2015/07/01
ネガティブな感情こそ事を起こすには欠かせない大きな力となり、いざ事を起こして上手く転がりだしたときに生じるポジティブな感情がそれを長続きさせる
…と、考えている鍼灸師、西出隆彦でございます。
しかしながら、憤怒、焦慮、嫉妬、悔恨、怨嗟などのネガティブな感情を抱くことが悪であるかのような風潮は、世間一般で非常に強いようです。
そして、笑顔、感謝、最高、仲間、絆などの耳触りの良いキーワードを頻回に発し、あるいは記述し、心身に刷り込むことで、ネガティブな感情の発露を押さえたりすり替えたりしようとする者たちも一定数存在します。
どうやらそれで社会的に成功すると考えているようですが、私は疑わしいと考えています。
ネガ→ポジ変換にエネルギーを使ってしまうと、「事を起こす」という行為に支障が出るように感じるのです。
もともと豊富にエネルギーを持っている者ならばネガ→ポジ変換をしながらも「事を起こす」という行為を当面の間は続けることができるでしょうが、それはごく一部のいわゆる「成功する人間」にだけ当てはまることであって、大抵の者は一見生き生きとして見えるが、実は与えられた作業をこなし続けるだけのロボットのようになってまうのが関の山でしょう。

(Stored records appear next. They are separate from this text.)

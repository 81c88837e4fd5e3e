//! Context documents spanning several repositories.

use std::sync::Arc;

use indexmap::IndexSet;
use strum::Display;

use crate::models::{AnalysisSnapshot, Repository};

use super::{ContextDocument, ContextOptions, Draft};

/// Rough role of a repository, guessed from its name and description.
#[derive(Debug, Clone, Copy, PartialEq, Eq, Hash, Display)]
pub enum ProjectKind {
    Frontend,
    Backend,
    Mobile,
    Database,
    Documentation,
    Other,
}

impl ProjectKind {
    /// Classify by whole-word keywords; the first matching kind wins.
    pub fn of(repository: &Repository) -> Self {
        const KEYWORDS: &[(ProjectKind, &[&str])] = &[
            (
                ProjectKind::Frontend,
                &["frontend", "client", "ui", "react", "vue", "angular", "web"],
            ),
            (
                ProjectKind::Backend,
                &["backend", "api", "server", "node", "express", "django", "flask"],
            ),
            (
                ProjectKind::Mobile,
                &["mobile", "app", "ios", "android", "flutter"],
            ),
            (
                ProjectKind::Database,
                &["database", "db", "sql", "mongo", "postgres", "schema"],
            ),
            (ProjectKind::Documentation, &["docs", "documentation"]),
        ];

        let text = format!(
            "{} {}",
            repository.name,
            repository.description.as_deref().unwrap_or("")
        )
        .to_lowercase();
        let words: Vec<&str> = text
            .split(|c: char| !c.is_alphanumeric())
            .filter(|w| !w.is_empty())
            .collect();

        KEYWORDS
            .iter()
            .find(|(_, keywords)| keywords.iter().any(|k| words.contains(k)))
            .map_or(ProjectKind::Other, |(kind, _)| *kind)
    }
}

/// Build one context document covering several repositories.
///
/// Each repository gets its own section with up to `per_repo_commits` of
/// its most recent commits, followed by a cross-repository summary. The
/// budget rules are those of [`super::build_context`]; when commits have to
/// go, the oldest commits of every section go before any recent one.
pub fn build_multi_context(
    snapshots: &[Arc<AnalysisSnapshot>],
    per_repo_commits: usize,
    options: &ContextOptions,
) -> ContextDocument {
    let mut draft = Draft::default();
    draft.summary("=== MULTI-PROJECT ANALYSIS ===");
    draft.summary(format!("Total repositories analyzed: {}", snapshots.len()));

    for (idx, snapshot) in snapshots.iter().enumerate() {
        let name = &snapshot.repository().name;
        draft.summary("");
        draft.summary(format!("=== REPOSITORY {}: {name} ===", idx + 1));
        draft.repository(
            Some(idx),
            snapshot,
            per_repo_commits,
            options,
            &format!("--- Recent Commits for {name} ---"),
        );
    }

    draft.summary("");
    draft.summary("=== CROSS-REPOSITORY ANALYSIS ===");
    for line in cross_repository_lines(snapshots) {
        draft.summary(line);
    }

    draft.finish(options.char_budget)
}

fn cross_repository_lines(snapshots: &[Arc<AnalysisSnapshot>]) -> Vec<String> {
    let kinds: Vec<ProjectKind> = snapshots
        .iter()
        .map(|s| ProjectKind::of(s.repository()))
        .collect();

    let languages: IndexSet<&str> = snapshots
        .iter()
        .flat_map(|s| s.repository().languages.keys().map(String::as_str))
        .collect();

    let mut shared_authors: Vec<&str> = Vec::new();
    let mut seen: IndexSet<&str> = IndexSet::new();
    for snapshot in snapshots {
        let emails: IndexSet<&str> = snapshot
            .commits()
            .iter()
            .map(|c| c.author.email.as_str())
            .collect();
        for email in emails {
            if !seen.insert(email) && !shared_authors.contains(&email) {
                shared_authors.push(email);
            }
        }
    }

    let has = |kind| kinds.contains(&kind);
    let mut connections = Vec::new();
    if has(ProjectKind::Frontend) && has(ProjectKind::Backend) {
        connections.push("Frontend-Backend API Integration");
    }
    if has(ProjectKind::Mobile) && has(ProjectKind::Backend) {
        connections.push("Mobile-Backend API Integration");
    }
    if has(ProjectKind::Database) {
        connections.push("Database Integration");
    }
    if has(ProjectKind::Documentation) {
        connections.push("Documentation & Code Alignment");
    }

    let or_none = |items: Vec<String>| {
        if items.is_empty() {
            "none".to_string()
        } else {
            items.join(", ")
        }
    };

    vec![
        format!(
            "Detected Project Types: {}",
            or_none(kinds.iter().map(ToString::to_string).collect())
        ),
        format!(
            "Technologies Used: {}",
            or_none(languages.iter().map(|l| l.to_string()).collect())
        ),
        format!(
            "Shared Authors: {}",
            or_none(shared_authors.iter().map(|a| a.to_string()).collect())
        ),
        format!(
            "Potential Connections: {}",
            or_none(connections.iter().map(|c| c.to_string()).collect())
        ),
    ]
}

これは使役する側からすれば非常に都合の良いことです。
使われる側には自分が生ける屍になっている自覚の無いことも、それに拍車をかけます。
過酷な労働を課しても功徳を積むかのように励んでくれますし、たまに美味い物を食わせたりビジョンを語ったりしてやれば涙を流して喜びますし、故障したら捨てればよいだけですし、捨てられる本人は「ボクはこの職場を去ることになったけど、最高の仲間に恵まれたことに感謝。」と勘違いしてくれますから、まさに最高。
気の毒な話です。そしてきわめて不健康。
偏った感情は、たとえそれがポジティブなものだったとしても、心身の不調を招くのです。
感情の偏りを東洋医学では「七情の乱れ」と呼び、七情が乱れることで臓腑に変調をきたすと考えられています。
この場合の臓腑とは、心身の機能を5つに分類したカテゴリーのこと。
臓腑(心身の機能)の変調を現代医学的に言えば、そう。
“うつ” や “自律神経失調症”となります。
健康でありたいのなら、感情を無理やり切り替えることはせず、できれば中庸な状態を保てるようにしたいですね。